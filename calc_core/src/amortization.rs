//! # Loan Amortization (EMI)
//!
//! Fixed-rate, fixed-term loan payments using the standard equated monthly
//! installment formula:
//!
//! ```text
//! r   = annual_rate_percent / 12 / 100
//! EMI = P * r * (1 + r)^n / ((1 + r)^n - 1)
//! ```
//!
//! A zero rate makes the formula 0/0, so it is handled as straight division
//! `P / n`. All arithmetic is f64 with no intermediate rounding; round the
//! final outputs with [`LoanSummary::rounded`].
//!
//! ## Example
//!
//! ```rust
//! use calc_core::amortization::{amortize, LoanTerms};
//!
//! let summary = amortize(&LoanTerms::new(100_000.0, 12.0, 12)).unwrap().rounded(2);
//! assert_eq!(summary.monthly_payment, 8884.88);
//! assert_eq!(summary.total_interest, 6618.55);
//! ```

use serde::{Deserialize, Serialize};
use tracing::debug;

use crate::errors::{CalcError, CalcResult};
use crate::format::round_to;

/// Loan parameters.
///
/// ## JSON Example
///
/// ```json
/// { "principal": 250000.0, "annual_rate_percent": 6.5, "term_months": 360 }
/// ```
#[derive(Debug, Clone, Copy, PartialEq, Serialize, Deserialize)]
pub struct LoanTerms {
    /// Amount borrowed
    pub principal: f64,
    /// Nominal annual rate in percent (12.0 means 12%)
    pub annual_rate_percent: f64,
    /// Number of monthly payments
    pub term_months: i64,
}

impl LoanTerms {
    pub fn new(principal: f64, annual_rate_percent: f64, term_months: i64) -> Self {
        LoanTerms {
            principal,
            annual_rate_percent,
            term_months,
        }
    }

    /// Terms for a loan quoted in whole years
    pub fn from_years(principal: f64, annual_rate_percent: f64, term_years: i64) -> Self {
        LoanTerms::new(principal, annual_rate_percent, term_years.saturating_mul(12))
    }

    /// Validate input parameters.
    ///
    /// A zero rate is accepted (interest-free loan); negative rates are not.
    pub fn validate(&self) -> CalcResult<()> {
        if !self.principal.is_finite() || self.principal <= 0.0 {
            return Err(CalcError::invalid_terms(
                "principal",
                self.principal.to_string(),
                "Principal must be a positive number",
            ));
        }
        if !self.annual_rate_percent.is_finite() || self.annual_rate_percent < 0.0 {
            return Err(CalcError::invalid_terms(
                "annual_rate_percent",
                self.annual_rate_percent.to_string(),
                "Rate must be zero or a positive number",
            ));
        }
        if self.term_months <= 0 {
            return Err(CalcError::invalid_terms(
                "term_months",
                self.term_months.to_string(),
                "Term must be at least one month",
            ));
        }
        if self.term_months > i64::from(i32::MAX) {
            return Err(CalcError::invalid_terms(
                "term_months",
                self.term_months.to_string(),
                "Term is too long",
            ));
        }
        Ok(())
    }

    /// Monthly rate as a fraction (0.01 for 12% per year)
    pub fn monthly_rate(&self) -> f64 {
        self.annual_rate_percent / 12.0 / 100.0
    }
}

/// Payment totals for a loan.
///
/// ## JSON Example
///
/// ```json
/// {
///   "monthly_payment": 8884.88,
///   "total_payment": 106618.55,
///   "total_interest": 6618.55
/// }
/// ```
#[derive(Debug, Clone, Copy, PartialEq, Serialize, Deserialize)]
pub struct LoanSummary {
    pub monthly_payment: f64,
    pub total_payment: f64,
    pub total_interest: f64,
}

impl LoanSummary {
    /// Copy with every amount rounded to `digits` fractional digits
    pub fn rounded(&self, digits: u32) -> Self {
        LoanSummary {
            monthly_payment: round_to(self.monthly_payment, digits),
            total_payment: round_to(self.total_payment, digits),
            total_interest: round_to(self.total_interest, digits),
        }
    }
}

fn monthly_payment(terms: &LoanTerms) -> f64 {
    let n = terms.term_months as f64;
    let r = terms.monthly_rate();
    if r == 0.0 {
        return terms.principal / n;
    }
    // P*r / (1 - (1+r)^-n), with ln_1p/exp_m1 so small rates keep their precision
    let discount = -(-n * r.ln_1p()).exp_m1();
    terms.principal * r / discount
}

/// Compute the monthly payment, total payment, and total interest.
///
/// # Errors
///
/// `InvalidTerms` for a non-positive principal or term, a negative rate, or
/// a payment that overflows f64.
pub fn amortize(terms: &LoanTerms) -> CalcResult<LoanSummary> {
    terms.validate()?;

    let payment = monthly_payment(terms);
    let total_payment = payment * terms.term_months as f64;
    if !payment.is_finite() || !total_payment.is_finite() {
        return Err(CalcError::invalid_terms(
            "annual_rate_percent",
            terms.annual_rate_percent.to_string(),
            "Payment is too large to represent",
        ));
    }
    debug!(
        principal = terms.principal,
        rate = terms.annual_rate_percent,
        months = terms.term_months,
        payment,
        "amortized loan"
    );

    Ok(LoanSummary {
        monthly_payment: payment,
        total_payment,
        total_interest: total_payment - terms.principal,
    })
}

/// One month of an amortization schedule.
#[derive(Debug, Clone, Copy, PartialEq, Serialize, Deserialize)]
pub struct ScheduleRow {
    /// 1-based payment number
    pub month: i64,
    pub payment: f64,
    /// Portion of the payment that reduces the balance
    pub principal: f64,
    /// Portion of the payment charged as interest
    pub interest: f64,
    /// Balance remaining after this payment
    pub balance: f64,
}

/// Longest schedule [`schedule`] will produce (100 years of payments)
pub const MAX_SCHEDULE_MONTHS: i64 = 1200;

/// Month-by-month breakdown of every payment.
///
/// The final payment absorbs floating-point drift so the balance ends at
/// exactly zero and the principal portions sum to the principal.
pub fn schedule(terms: &LoanTerms) -> CalcResult<Vec<ScheduleRow>> {
    let summary = amortize(terms)?;
    if terms.term_months > MAX_SCHEDULE_MONTHS {
        return Err(CalcError::invalid_terms(
            "term_months",
            terms.term_months.to_string(),
            format!("Schedules are limited to {} months", MAX_SCHEDULE_MONTHS),
        ));
    }

    let rate = terms.monthly_rate();
    let mut balance = terms.principal;
    let mut rows = Vec::with_capacity(terms.term_months as usize);

    for month in 1..=terms.term_months {
        let interest = balance * rate;
        let (payment, principal) = if month == terms.term_months {
            (balance + interest, balance)
        } else {
            let principal = summary.monthly_payment - interest;
            (summary.monthly_payment, principal)
        };
        balance -= principal;
        if month == terms.term_months {
            balance = 0.0;
        }
        rows.push(ScheduleRow {
            month,
            payment,
            principal,
            interest,
            balance,
        });
    }

    Ok(rows)
}
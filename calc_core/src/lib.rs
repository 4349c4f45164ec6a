//! # calc_core - Quantitative Calculation Engines
//!
//! `calc_core` is the computational heart of Reckon: a set of pure
//! calculation engines behind a clean, JSON-friendly API. Page rendering,
//! form state, and input sanitization belong to the front ends; this crate
//! only computes.
//!
//! ## Design Philosophy
//!
//! - **Stateless**: Pure functions that take input and return results
//! - **JSON-First**: Requests and results implement Serialize/Deserialize
//! - **Rich Errors**: Structured error types, never NaN or a silent blank
//! - **Deterministic**: No clock, file, or network access; "today" is an argument
//!
//! ## Quick Start
//!
//! ```rust
//! use calc_core::{amortization, combinatorics, units};
//!
//! assert_eq!(units::convert(1.0, "km", "m").unwrap(), 1000.0);
//! assert_eq!(combinatorics::combinations(5, 2).unwrap().to_string(), "10");
//!
//! let loan = amortization::LoanTerms::new(12_000.0, 0.0, 12);
//! assert_eq!(amortization::amortize(&loan).unwrap().monthly_payment, 1000.0);
//! ```
//!
//! ## Modules
//!
//! - [`units`] - Dimensional unit conversion across twelve domains
//! - [`combinatorics`] - Exact nPr / nCr with arbitrary-precision integers
//! - [`calendar`] - Calendar differences and cycle/due-date projections
//! - [`amortization`] - Loan EMI, totals, and payment schedules
//! - [`request`] - Tagged JSON requests dispatched to the engines
//! - [`settings`] - Precision, ceilings, and cycle policy
//! - [`format`] - Display rounding
//! - [`errors`] - Structured error types

pub mod amortization;
pub mod calendar;
pub mod combinatorics;
pub mod errors;
pub mod format;
pub mod request;
pub mod settings;
pub mod units;

// Re-export commonly used types at crate root for convenience
pub use errors::{CalcError, CalcResult};
pub use request::{Outcome, Request};
pub use settings::Settings;
//! # Display Formatting
//!
//! Rounding helpers for presenting results. Engines never round
//! intermediate values; these are applied to final outputs only.

/// Round `value` to `digits` fractional digits.
///
/// Values too large to scale (where `value * 10^digits` overflows) are
/// returned unchanged, as are non-finite values.
///
/// ```rust
/// use calc_core::format::round_to;
///
/// assert_eq!(round_to(8884.878867, 2), 8884.88);
/// assert_eq!(round_to(-1.23456, 3), -1.235);
/// ```
pub fn round_to(value: f64, digits: u32) -> f64 {
    if !value.is_finite() {
        return value;
    }
    let scale = 10f64.powi(digits as i32);
    let scaled = value * scale;
    if !scaled.is_finite() {
        return value;
    }
    let rounded = scaled.round() / scale;
    // Avoid printing "-0"
    if rounded == 0.0 {
        0.0
    } else {
        rounded
    }
}

/// Render `value` rounded to `digits` fractional digits with trailing
/// zeros trimmed.
///
/// ```rust
/// use calc_core::format::display;
///
/// assert_eq!(display(1000.0, 6), "1000");
/// assert_eq!(display(0.3048, 6), "0.3048");
/// assert_eq!(display(1.0 / 3.0, 4), "0.3333");
/// ```
pub fn display(value: f64, digits: u32) -> String {
    let text = format!("{:.*}", digits as usize, round_to(value, digits));
    if text.contains('.') {
        text.trim_end_matches('0').trim_end_matches('.').to_string()
    } else {
        text
    }
}

#[cfg(test)]
mod tests {
    use super::*;

    #[test]
    fn test_round_half_away_from_zero() {
        assert_eq!(round_to(2.5, 0), 3.0);
        assert_eq!(round_to(-2.5, 0), -3.0);
    }

    #[test]
    fn test_negative_zero_normalized() {
        assert_eq!(display(-0.0000001, 4), "0");
    }

    #[test]
    fn test_non_finite_passthrough() {
        assert!(round_to(f64::NAN, 2).is_nan());
        assert_eq!(round_to(f64::INFINITY, 2), f64::INFINITY);
    }

    #[test]
    fn test_huge_values_unchanged() {
        assert_eq!(round_to(1e305, 6), 1e305);
    }

    #[test]
    fn test_display_integer_precision() {
        assert_eq!(display(212.0, 0), "212");
        assert_eq!(display(106618.546, 2), "106618.55");
    }
}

========================================================================

> **Work task**:
Go to the line with "is an argument" in the entries above and repeat every line from there through the line with "and cycle policy", exactly and with no other text.

> **Written reply**:
//! - **Deterministic**: No clock, file, or network access; "today" is an argument
//!
//! ## Quick Start
//!
//! ```rust
//! use calc_core::{amortization, combinatorics, units};
//!
//! assert_eq!(units::convert(1.0, "km", "m").unwrap(), 1000.0);
//! assert_eq!(combinatorics::combinations(5, 2).unwrap().to_string(), "10");
//!
//! let loan = amortization::LoanTerms::new(12_000.0, 0.0, 12);
//! assert_eq!(amortization::amortize(&loan).unwrap().monthly_payment, 1000.0);
//! ```
//!
//! ## Modules
//!
//! - [`units`] - Dimensional unit conversion across twelve domains
//! - [`combinatorics`] - Exact nPr / nCr with arbitrary-precision integers
//! - [`calendar`] - Calendar differences and cycle/due-date projections
//! - [`amortization`] - Loan EMI, totals, and payment schedules
//! - [`request`] - Tagged JSON requests dispatched to the engines
//! - [`settings`] - Precision, ceilings, and cycle policy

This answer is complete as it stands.